The Witness :: J. L. Borges

In a stable that stands almost within the shadow of the new stone church a gray-eyed, gray-bearded man, stretched out amid the odors of the animals, humbly seeks death as one seeks for sleep. The day, faithful to vast secret laws, little by little shifts and mingles the shadows in the humble nook. Outside are the plowed fields and a deep ditch clogged with dead leaves and an occasional wolf track in the black earth at the edge of the forest. The man sleeps and dreams, forgotten. The angelus awakens him. By now the sound of the bells is one of the habits of evening in the kingdoms of England. But this man, as a child, saw the face of Woden, the holy dread and exultation, the rude wooden idol weighed down with Roman coins and heavy vestments, the sacrifice of horses, dogs, and prisoners. Before dawn he will die, and in him will die, never to return, the last eye-witness of those pagan rites; the world will be a little poorer when this Saxon dies.

Events far-reaching enough to people all space, whose end is nonetheless tolled when one man dies, may cause us wonder. But something, or an infinite number of things, dies in every death, unless the universe is possessed of a memory, as the theosophists have supposed.

In the course of time there was a day that closed the last eyes to see Christ. The battle of Junin and the love of Helen each died with the death of some one man. What will die with me when I die, what pitiful or perishable form will the world lose? The voice of Macedonio Fernandez? The image of a roan horse on the vacant lot at Serrano and Charcas? A bar of sulpher in the drawer of a mahogany desk?

[From Dreamtigers, by Jorge Luis Borges, translated by Mildred Boyer]

A Yellow Rose :: J. L. Borges

Neither that afternoon nor the next did the illustrious Giambattista Marino die, he whom the unanimous mouths of Fame — to use an image dear to him — proclaimed as the new Homer and the new Dante. But still, the noiseless fact that took place then was in reality the last event of his life. Laden with years and with glory, he lay dying in a huge Spanish bed with carved bedposts. It is not hard to imagine a serene balcony a few steps away, facing the west, and, below, marble and laurels and a garden whose various levels are duplicated in a rectangle of water. A woman has placed in a goblet a yellow rose. The man murmurs the inevitable lines that now, to tell the truth, bore even him a little:

Purple of the garden, pomp of the meadow,
Gem of the spring, April’s eye . . .

Then the revelation occured: Marino saw the rose as Adam might have seen it in Paradise, and he thought that the rose was to be found in its own eternity and not in his words; and that we may mention or allude to a thing, but not express it; and that the tall, proud volumes casting a golden shadow in a corner were not — as his vanity had dreamed — a mirror of the world, but rather one thing more added to the world.
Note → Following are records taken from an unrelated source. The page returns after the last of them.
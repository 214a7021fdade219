use std::collections::{HashMap, HashSet};
use std::path::Path;
use std::sync::Mutex;
use std::time::Instant;

use chrono::{DateTime, Utc};
use rusqlite::{params, params_from_iter, Connection, ErrorCode, Row};

use polrag_core::config::{expand_path, StoreSettings};
use polrag_core::filters::RetrievalFilters;
use polrag_core::traits::MetadataStore;
use polrag_core::{ChunkId, ContentType, Error, PolicyChunk, PolicySource, Region, Result, SectionLevel};

use crate::pool::{apply_write_pragmas, ReadPool};
use crate::schema::{create_schema, SELECT_COLUMNS};
use crate::to_store_err;

/// SQLite-backed [`MetadataStore`].
pub struct SqliteMetadataStore {
    writer: Mutex<Connection>,
    readers: ReadPool,
}

impl SqliteMetadataStore {
    pub fn open(settings: &StoreSettings) -> Result<Self> {
        Self::open_path(&expand_path(&settings.sqlite_path), settings.pool_size, settings.busy_timeout_ms)
    }

    /// Open (creating if needed) the database file and its schema.
    pub fn open_path(path: &Path, pool_size: usize, busy_timeout_ms: u64) -> Result<Self> {
        if let Some(parent) = path.parent().filter(|p| !p.as_os_str().is_empty()) {
            std::fs::create_dir_all(parent).map_err(to_store_err)?;
        }
        let writer = Connection::open(path).map_err(to_store_err)?;
        apply_write_pragmas(&writer, busy_timeout_ms)?;
        create_schema(&writer)?;
        let readers = ReadPool::open(path, pool_size, busy_timeout_ms)?;
        tracing::debug!(path = %path.display(), readers = readers.size(), "metadata store opened");
        Ok(Self { writer: Mutex::new(writer), readers })
    }

    /// Insert chunk records in one transaction. A duplicate id or
    /// `(doc_id, chunk_index)` pair rejects the whole batch.
    pub fn insert_chunks(&self, chunks: &[PolicyChunk]) -> Result<usize> {
        let mut conn = self.writer.lock().map_err(|e| to_store_err(format!("writer lock poisoned: {e}")))?;
        let tx = conn.transaction().map_err(to_store_err)?;
        {
            let mut stmt = tx
                .prepare(&format!("INSERT INTO policy_chunks ({SELECT_COLUMNS}) VALUES (?1, ?2, ?3, ?4, ?5, ?6, ?7, ?8, ?9, ?10, ?11, ?12, ?13)"))
                .map_err(to_store_err)?;
            for c in chunks {
                stmt.execute(params![
                    c.id,
                    c.doc_id,
                    c.chunk_index,
                    c.chunk_text,
                    c.policy_source.as_str(),
                    c.policy_section,
                    c.policy_path,
                    c.section_level.as_str(),
                    c.region.as_str(),
                    c.content_type.as_str(),
                    c.doc_url,
                    c.effective_date.map(|d| d.to_rfc3339()),
                    c.created_at.to_rfc3339(),
                ])
                .map_err(|e| match e {
                    rusqlite::Error::SqliteFailure(f, _) if f.code == ErrorCode::ConstraintViolation => {
                        Error::InvalidRecord { id: c.id.clone(), reason: "duplicate chunk id or position".into() }
                    }
                    other => to_store_err(other),
                })?;
            }
        }
        tx.commit().map_err(to_store_err)?;
        tracing::info!(chunks = chunks.len(), "inserted chunk records");
        Ok(chunks.len())
    }
}

impl MetadataStore for SqliteMetadataStore {
    fn resolve(&self, ids: &[ChunkId], filters: &RetrievalFilters) -> Result<HashMap<ChunkId, PolicyChunk>> {
        let mut seen = HashSet::with_capacity(ids.len());
        let unique: Vec<&str> = ids.iter().map(String::as_str).filter(|id| seen.insert(*id)).collect();
        if unique.is_empty() { return Ok(HashMap::new()); }

        let start = Instant::now();
        let placeholders = vec!["?"; unique.len()].join(", ");
        let mut sql = format!("SELECT {SELECT_COLUMNS} FROM policy_chunks WHERE id IN ({placeholders})");
        let mut args = unique.clone();
        if let Some(r) = filters.region { sql.push_str(" AND region = ?"); args.push(r.as_str()); }
        if let Some(c) = filters.content_type { sql.push_str(" AND content_type = ?"); args.push(c.as_str()); }
        if let Some(s) = filters.policy_source { sql.push_str(" AND policy_source = ?"); args.push(s.as_str()); }

        let rows = self.readers.with_conn(|conn| {
            let mut stmt = conn.prepare(&sql).map_err(to_store_err)?;
            let rows = stmt.query_map(params_from_iter(args.iter()), RawChunk::from_row).map_err(to_store_err)?;
            let raw = rows.collect::<rusqlite::Result<Vec<_>>>().map_err(to_store_err)?;
            Ok(raw)
        })?;

        let mut resolved = HashMap::with_capacity(rows.len());
        for raw in rows {
            let chunk = raw.into_chunk()?;
            resolved.insert(chunk.id.clone(), chunk);
        }
        tracing::debug!(
            requested = unique.len(),
            resolved = resolved.len(),
            filtered = !filters.is_empty(),
            elapsed_ms = start.elapsed().as_millis() as u64,
            "metadata resolved"
        );
        Ok(resolved)
    }

    fn ping(&self) -> Result<()> {
        self.readers.with_conn(|conn| conn.query_row("SELECT 1", [], |_| Ok(())).map_err(to_store_err))
    }
}

/// Row as stored, before enum and timestamp parsing.
struct RawChunk {
    id: String,
    doc_id: String,
    chunk_index: i64,
    chunk_text: String,
    policy_source: String,
    policy_section: String,
    policy_path: String,
    section_level: String,
    region: String,
    content_type: String,
    doc_url: String,
    effective_date: Option<String>,
    created_at: String,
}

impl RawChunk {
    fn from_row(row: &Row<'_>) -> rusqlite::Result<Self> {
        Ok(Self {
            id: row.get(0)?,
            doc_id: row.get(1)?,
            chunk_index: row.get(2)?,
            chunk_text: row.get(3)?,
            policy_source: row.get(4)?,
            policy_section: row.get(5)?,
            policy_path: row.get(6)?,
            section_level: row.get(7)?,
            region: row.get(8)?,
            content_type: row.get(9)?,
            doc_url: row.get(10)?,
            effective_date: row.get(11)?,
            created_at: row.get(12)?,
        })
    }

    fn into_chunk(self) -> Result<PolicyChunk> {
        let id = self.id;
        let invalid = |reason: String| Error::InvalidRecord { id: id.clone(), reason };
        let chunk_index = u32::try_from(self.chunk_index).map_err(|_| invalid(format!("chunk_index {} out of range", self.chunk_index)))?;
        let section_level = SectionLevel::parse(&self.section_level)
            .ok_or_else(|| invalid(format!("unknown section level {:?}", self.section_level)))?;
        let policy_source = self.policy_source.parse::<PolicySource>().map_err(|e| invalid(e.to_string()))?;
        let region = self.region.parse::<Region>().map_err(|e| invalid(e.to_string()))?;
        let content_type = self.content_type.parse::<ContentType>().map_err(|e| invalid(e.to_string()))?;
        let effective_date = self.effective_date.as_deref().map(parse_timestamp).transpose().map_err(&invalid)?;
        let created_at = parse_timestamp(&self.created_at).map_err(&invalid)?;
        Ok(PolicyChunk {
            id,
            doc_id: self.doc_id,
            chunk_index,
            chunk_text: self.chunk_text,
            policy_source,
            policy_section: self.policy_section,
            policy_path: self.policy_path,
            section_level,
            region,
            content_type,
            doc_url: self.doc_url,
            effective_date,
            created_at,
        })
    }
}

fn parse_timestamp(s: &str) -> std::result::Result<DateTime<Utc>, String> {
    DateTime::parse_from_rfc3339(s).map(|d| d.with_timezone(&Utc)).map_err(|e| format!("bad timestamp {s:?}: {e}"))
}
Marino achieved this illumination on the eve of his death, and Homer and Dante may have achieved it as well.

[From Dreamtigers, by Jorge Luis Borges, translated by Mildred Boyer]

A Problem :: J. L. Borges

Let us imagine that in Toledo someone finds a paper with an Arabic text and that the paleographers declare the handwriting belongs to that same Cide Hamete Benengeli from whom Cervantes took his Don Quixote. In the text we read that the hero — who, as the story goes, rambled about Spain armed with a sword and lance, challenging all sorts of people for all sorts of reasons — discovers at the end of one of his many frays that he has killed a man. At this point the fragment breaks off. The problem is to guess, or to conjecture, how Don Quixote reacts.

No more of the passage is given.